Aumento della tensione interpersonale in seduta: fase compressiva    


Si parla dei litigi tra padre e figli. Il contesto di rifiuto tra padre e figlio, con la madre che si affanna a gestire la situazione e a fare da cuscino, prepara e consente il successivo intervento provocatorio del terapeuta, il quale cerca di dar voce al conflitto nascosto e di mettere in evidenza la funzione della madre, preparandosi ad assumere temporaneamente il posto all’interno del triangolo: infatti fa spostare la madre dalla sua posizione e mette padre e figlio uno vicino all’altro. Il padre viene sollecitato a mostrare come si avvicina al figlio e che cosa fa per conquistare la sua fiducia, ma il figlio si ritrae, con atteggiamento sempre più seccato, ogni volta che il padre cerca di tirarselo vicino.    
La provocazione del terapeuta culmina con: “ Tutto questo è troppo triste… Quindi abbiamo un piccolo mostro, un fratello gravemente handicappato, una psicologa grassona e un padre depresso”.
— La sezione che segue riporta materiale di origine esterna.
//! Simulator — the daily settle / decide / rebalance loop.

use super::cost_model::CostModel;
use super::trade_book::{OpenHolding, TradeBook};
use crate::data::AlignedPair;
use crate::domain::{Asset, ExitReason, Position, Trade};
use crate::gate::{GateThresholds, GateTransition, HysteresisGate};
use crate::signal::{SignalError, SignalReason, SignalRule};
use crate::walk_forward::RiskSeries;
use chrono::NaiveDate;
use serde::{Deserialize, Serialize};
use thiserror::Error;

#[derive(Debug, Error, PartialEq)]
pub enum EngineError {
    #[error("no dates after warm-up: {available} aligned dates, warm-up needs {warmup}")]
    InsufficientData { warmup: usize, available: usize },
    #[error(transparent)]
    Signal(#[from] SignalError),
}

/// State at the close of one simulated date.
#[derive(Debug, Clone, Copy, PartialEq, Serialize, Deserialize)]
pub struct DayRecord {
    pub date: NaiveDate,
    /// NAV after settlement and any commission charged today.
    pub nav: f64,
    /// Holding carried into the next day.
    pub position: Position,
    pub rule_target: Position,
    pub rule_reason: SignalReason,
    pub risk_probability: Option<f64>,
    pub risk_off: bool,
}

#[derive(Debug, Clone, PartialEq)]
pub struct SimulationOutput {
    pub rule: SignalRule,
    pub days: Vec<DayRecord>,
    pub trades: Vec<Trade>,
    /// Holding still open on the final date; not booked as a trade.
    pub open_holding: Option<OpenHolding>,
}

impl SimulationOutput {
    pub fn dates(&self) -> Vec<NaiveDate> {
        self.days.iter().map(|d| d.date).collect()
    }

    pub fn equity_curve(&self) -> Vec<f64> {
        self.days.iter().map(|d| d.nav).collect()
    }

    pub fn final_position(&self) -> Position {
        self.days.last().map_or(Position::Cash, |d| d.position)
    }
}

#[derive(Debug, Clone, Copy, PartialEq)]
pub struct Simulator {
    costs: CostModel,
    thresholds: GateThresholds,
}

impl Simulator {
    pub fn new(costs: CostModel, thresholds: GateThresholds) -> Self {
        Self { costs, thresholds }
    }

    pub fn costs(&self) -> &CostModel {
        &self.costs
    }

    pub fn thresholds(&self) -> &GateThresholds {
        &self.thresholds
    }

    /// Simulate the rotation over `pair` with the given windows.
    ///
    /// With `risk` supplied, dates carrying a probability drive the gate and
    /// force cash while it is risk-off; dates without one leave the gate as is
    /// and follow the rule target.
    /// The first post-warm-up date starts at NAV 1.0.
    pub fn run(
        &self,
        pair: &AlignedPair,
        momentum_window: usize,
        ma_window: usize,
        risk: Option<&RiskSeries>,
    ) -> Result<SimulationOutput, EngineError> {
        let rule = SignalRule::new(momentum_window, ma_window)?;
        self.run_rule(pair, &rule, risk)
    }

    pub fn run_rule(
        &self,
        pair: &AlignedPair,
        rule: &SignalRule,
        risk: Option<&RiskSeries>,
    ) -> Result<SimulationOutput, EngineError> {
        let warmup = rule.warmup();
        let n = pair.len();
        if n <= warmup {
            return Err(EngineError::InsufficientData {
                warmup,
                available: n,
            });
        }

        let inputs = rule.precompute(pair);
        let bars_a = pair.bars(Asset::A);
        let bars_b = pair.bars(Asset::B);
        let cash_return = self.costs.daily_cash_return();

        let mut gate = HysteresisGate::new(self.thresholds);
        let mut book = TradeBook::new();
        let mut position = Position::Cash;
        let mut nav = 1.0;
        let mut days = Vec::with_capacity(n - warmup);

        for i in warmup..n {
            let date = pair.dates()[i];

            // 1. settle yesterday's holding
            if i > warmup {
                let day_return = match position {
                    Position::AssetA => bars_a[i].daily_return(),
                    Position::AssetB => bars_b[i].daily_return(),
                    Position::Cash => cash_return,
                };
                nav *= 1.0 + day_return;
            }

            // 2. rotation rule
            let decision = inputs.decide_at(i);
            let mut target = decision.target;
            let mut exit_reason = ExitReason::SignalSwitch;

            // 3. risk gate
            let risk_probability = risk.and_then(|r| r.get(date));
            if let Some(p) = risk_probability {
                let gate_decision = gate.update(p);
                if gate_decision.transition == GateTransition::Tripped {
                    exit_reason = ExitReason::RiskTriggered { probability: p };
                }
                if gate.is_risk_off() {
                    target = Position::Cash;
                }
            }

            // 4. rebalance
            if target != position {
                if let Some(trade) = book.close(date, nav, exit_reason) {
                    tracing::trace!(
                        asset = ?trade.asset,
                        exit_date = %trade.exit_date,
                        return_pct = trade.return_pct,
                        "trade closed"
                    );
                }
                nav *= self.costs.cost_factor(position.legs_to(target));
                if let Some(asset) = target.asset() {
                    book.open(asset, date, nav);
                }
                position = target;
            }

            days.push(DayRecord {
                date,
                nav,
                position,
                rule_target: decision.target,
                rule_reason: decision.reason,
                risk_probability,
                risk_off: gate.is_risk_off(),
            });
        }

        let (trades, open_holding) = book.into_parts();
        tracing::debug!(
            momentum_window = rule.momentum_window(),
            ma_window = rule.ma_window(),
            gated = risk.is_some(),
            days = days.len(),
            trades = trades.len(),
            final_nav = nav,
            "simulation complete"
        );

        Ok(SimulationOutput {
            rule: *rule,
            days,
            trades,
            open_holding,
        })
    }
}

impl Default for Simulator {
    fn default() -> Self {
        Self::new(CostModel::default(), GateThresholds::default())
    }
}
La provocazione sta inizialmente nelle parole che usa e che sono evocatrici di immagini che condensano la tensione già esistente sul piano contestuale: essa comincia con le prime domande a Jimmy riguardo ai suoi sentimenti negativi verso il padre, prosegue con la definizione della funzione della madre, aumenta progressivamente nel tempo con lo spostamento di quest’ultima e col confronto diretto tra padre e figlio e le definizioni che l’accompagnano. La provocazione diventa in realtà un processo di provocazione, in cui la percezione di una differenza e di una separazione tra genitore e figlio viene amplificata ed esasperata.    
E’ proprio l’aspetto apparentemente irreversibile delle immagini proposte, legato al tema della separazione, che determina il potenziamento della tensione sul quale si basano gli interventi successivi.    
La situazione appena descritta fa parte di quel tipo di provocazione che va a toccare aspetti fortemente conflittuali del rapporto, aspetti che suscitano emozioni contrastanti: esse vengono combattute attraverso il silenzio o  la creazione di una distanza spaziale, la rinuncia a un confronto che metterebbe a nudo ferite molto profonde. Questa è la rigidità della struttura relazionale che la provocazione si propone di rompere attraverso l’aumento della pressione interna al sistema, conseguente al movimento di compressione.    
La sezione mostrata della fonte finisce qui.